Working hours in the Czech Republic are the third longest in the European Union, according to the daily Právo. Citing the results of an international survey, the paper puts the average work week for Czechs at 42.9 hours, with one in four employees saying they work from 7.30 a.m. to 6 p.m. The survey, which maps key changes in employment over the last 50 years, suggests that two fifths of employees do not leave the office for lunch breaks and devote an average of 42 minutes to their work in the evenings.
Interior Minister, Radek John, says the government coalition (which consists of the Civic Democrats, TOP 09 and his own Public Affairs party) have agreed not to support any of the proposals of the opposition in Parliament. Speaking at a party press conference, Mr John said the approach was a matter of “coalition loyalty”, which he said meant that coalition partners would not be siding on occasion with the opposition, as they did sometimes under the previous government. Opposition proposals that the coalition condones will be incorporated into its own bills.
The Municipal Court of Brno on Thursday handed down a suspended sentence to a man who physically attacked opposition leader Bohuslav Sobotka, then the deputy chair of the Social Democratic Party, earlier this year. Mr Sobotka suffered a slight spinal injury when he was punched in the face at a pre-election rally by the drunken man, who had moments earlier been applauding his speech. The judge in the trial said it was the first time a public figure had been attacked in such a way in 90 years of Czech history.

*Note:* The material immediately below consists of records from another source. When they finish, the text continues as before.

//! Static provider: answers queries from an in-memory record set.
//!
//! Used for offline runs and tests. Records are stored at their finest
//! grain and projected down to the requested detail level on every query,
//! which mirrors how the live endpoint aggregates.

use async_trait::async_trait;
use pacmon_core::error::ProviderError;
use pacmon_core::provider::{ExpenditureProvider, ExpenditureQuery};
use pacmon_core::{Category, ExpenditureRecord};
use std::collections::HashMap;
use std::path::Path;
use tracing::debug;

/// Grouping key of a projected row: one optional category per dimension.
type ProjectionKey = [Option<Category>; 3];

pub struct StaticProvider {
    name: String,
    records: Vec<ExpenditureRecord>,
}

impl StaticProvider {
    pub fn new(records: Vec<ExpenditureRecord>) -> Self {
        Self {
            name: "fixture".into(),
            records,
        }
    }

    /// Load a JSON array of records.
    pub fn from_json_file(path: &Path) -> pacmon_core::Result<Self> {
        let content = std::fs::read_to_string(path)?;
        let records: Vec<ExpenditureRecord> = serde_json::from_str(&content)?;
        debug!(path = %path.display(), records = records.len(), "Loaded fixture records");
        Ok(Self::new(records))
    }

    pub fn len(&self) -> usize {
        self.records.len()
    }

    pub fn is_empty(&self) -> bool {
        self.records.is_empty()
    }
}

#[async_trait]
impl ExpenditureProvider for StaticProvider {
    fn name(&self) -> &str {
        &self.name
    }

    async fn query(
        &self,
        query: &ExpenditureQuery,
    ) -> std::result::Result<Vec<ExpenditureRecord>, ProviderError> {
        let dimensions = query.detail.dimensions();
        let mut order: Vec<ProjectionKey> = Vec::new();
        let mut groups: HashMap<ProjectionKey, ExpenditureRecord> = HashMap::new();

        for record in self
            .records
            .iter()
            .filter(|r| r.year == query.year && r.program == query.program)
        {
            let mut key: ProjectionKey = [None, None, None];
            for (slot, dimension) in dimensions.iter().enumerate() {
                let category = record.category(*dimension).ok_or_else(|| {
                    ProviderError::MalformedResponse(format!(
                        "fixture row for {} has no {dimension}",
                        record.program
                    ))
                })?;
                let mut category = category.clone();
                if !query.include_descriptions {
                    category.description.clear();
                }
                key[slot] = Some(category);
            }

            let row = groups.entry(key.clone()).or_insert_with(|| {
                order.push(key.clone());
                let mut row = ExpenditureRecord::new(record.year, record.program.clone());
                if query.include_descriptions {
                    row.program_description = record.program_description.clone();
                }
                for (slot, dimension) in dimensions.iter().enumerate() {
                    if let Some(category) = &key[slot] {
                        row = row.with_category(*dimension, category.clone());
                    }
                }
                row
            });
            row.updated_appropriation += record.updated_appropriation;
            row.committed += record.committed;
            row.settled += record.settled;
            row.paid += record.paid;
        }

        Ok(order
            .into_iter()
            .filter_map(|key| groups.remove(&key))
            .collect())
    }
}
//! `pacmon init`: Write the default configuration file.

use pacmon_config::AppConfig;
use std::path::Path;

use super::config_file;

pub async fn run(config_path: Option<&Path>, force: bool) -> Result<(), Box<dyn std::error::Error>> {
    let path = config_file(config_path);

    println!("🏛️  pacmon — Setup");
    println!("==================\n");

    if let Some(dir) = path.parent().filter(|d| !d.as_os_str().is_empty()) {
        if !dir.exists() {
            std::fs::create_dir_all(dir)?;
            println!("✅ Created config directory: {}", dir.display());
        }
    }

    if path.exists() && !force {
        println!("⚠️  Config already exists at: {}", path.display());
        println!("   Edit it manually or re-run with --force.\n");
        return Ok(());
    }

    std::fs::write(&path, AppConfig::default_toml())?;
    println!("✅ Created config.toml at: {}", path.display());
    println!("\n📝 Next steps:");
    println!("   1. Review [[programs]] and [years] in the file");
    println!("   2. Run: pacmon query --all");

    Ok(())
}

More than a hundred police officers are searching the Prague district of Troja for a young girl who went missing on Wednesday afternoon. Nine-year-old Anička was last seen leaving a group of friends after school and did not return home. A police dog found her bag and a bottle near an area of garden cottages near the Kobylisy metro station on the route to her house. Mounted units and a helicopter with thermo-vision are also involved in the search. Detectives have reported that the area in which her items were found is frequented by drug users and homeless people.
Meanwhile, a study released on Thursday reports that pre-school students are taller and heavier than they were 30 years ago. The findings were released by the non-profit association Happy Time, which compared the height, weight and sporting results of some 2000 children with the results of a similar test conducted in 1977. In terms of sports, children in Prague are reported to have improved greatly in the 33-year timeframe, while the performance of children in villages has decreased. Children of both genders regardless of location have grown by an average of two centimetres and weigh on average 0.5 kilograms more.
A major international military exhibition for Nato and Partnership for Peace members has begun in Prague. The Future Soldier trade fair, featuring over 100 commercial exhibitors from 25 countries, runs until Saturday in Letňany, on the outskirts of the city. Delegates to a concurrent conference called Urban Peacekeepers will discuss peace keeping, dealing with asymmetric threats and fighting terrorism. The Czech Republic is hosting Future Soldier every second year between 2008 and 2014.
Screenwriter Jiří Křižan died of a sudden heart attack on Wednesday at the age of 68. Mr Křižan wrote scripts for film and television for nearly fifty years, some of his best known works being ‘Stíny horkého léta’ (Shadows of a Hot Summer) and ‘Je třeba zabít Sekala’ (Sekal Has to Die), for which he was awarded the Czech Lion film prize in 1998. He was also a close friend and advisor to former president Václav Havel, and one of the authors of the Charter 77 movement’s list of demands from the Communist government, called Několik vět. He passed away near him hometown of Valašské Meziříči.
Archaeologists have uncovered a prehistoric wooden structure at the hill of Vladař near Karlovy Vary that they believe may be more than 2,000 years old. The structure was apparently part of a water reservoir that served a fortified settlement at the top of the 700m hill. Tests have found that the oak from which the structures’ beams were hewn was cut sometime after the year 463 BCE. The beams are to be preserved at the Museum of Archaeology and History in Lausanne, Switzerland, as the Czech Republic lacks an adequately equipped laboratory, and will be brought home to be exhibited a year later. Archaeologists involved in the work called it a discovery of Europe-wide, if not global, importance.
The number of children who have experience with drinking alcohol in the Czech Republic is continuing to grow, according to a survey published by the company Median. The results suggest that while 37% of young people aged 14 to 19 had drunk alcohol in the year 2000, that percentage grew to 44 in 2005 and 58 in 2010. Of adults, 81% say they consume alcohol, an increase of seven percent over the last decade.
Prague City Hall has decided to suspend the planned relocation of the Slav Epic from Moravský Krumlov to the capital until after this weekend’s municipal and senate elections, saying that the issue had become over-politicised. Moravský Krumlov welcomed the decision. Prague said that the next step would be to send a “polite letter” to officially ask when the paintings might be moved. Moravský Krumlov was fined 80.000 by a circuit court in Znojmo for preventing the move. The two cities have been in a heated row over Alphonse Mucha’s Art Nouveau masterpiece, which is a major tourist attraction for the small Moravian town, at least since the recent decision of the Znojmo court that they could be removed to Prague.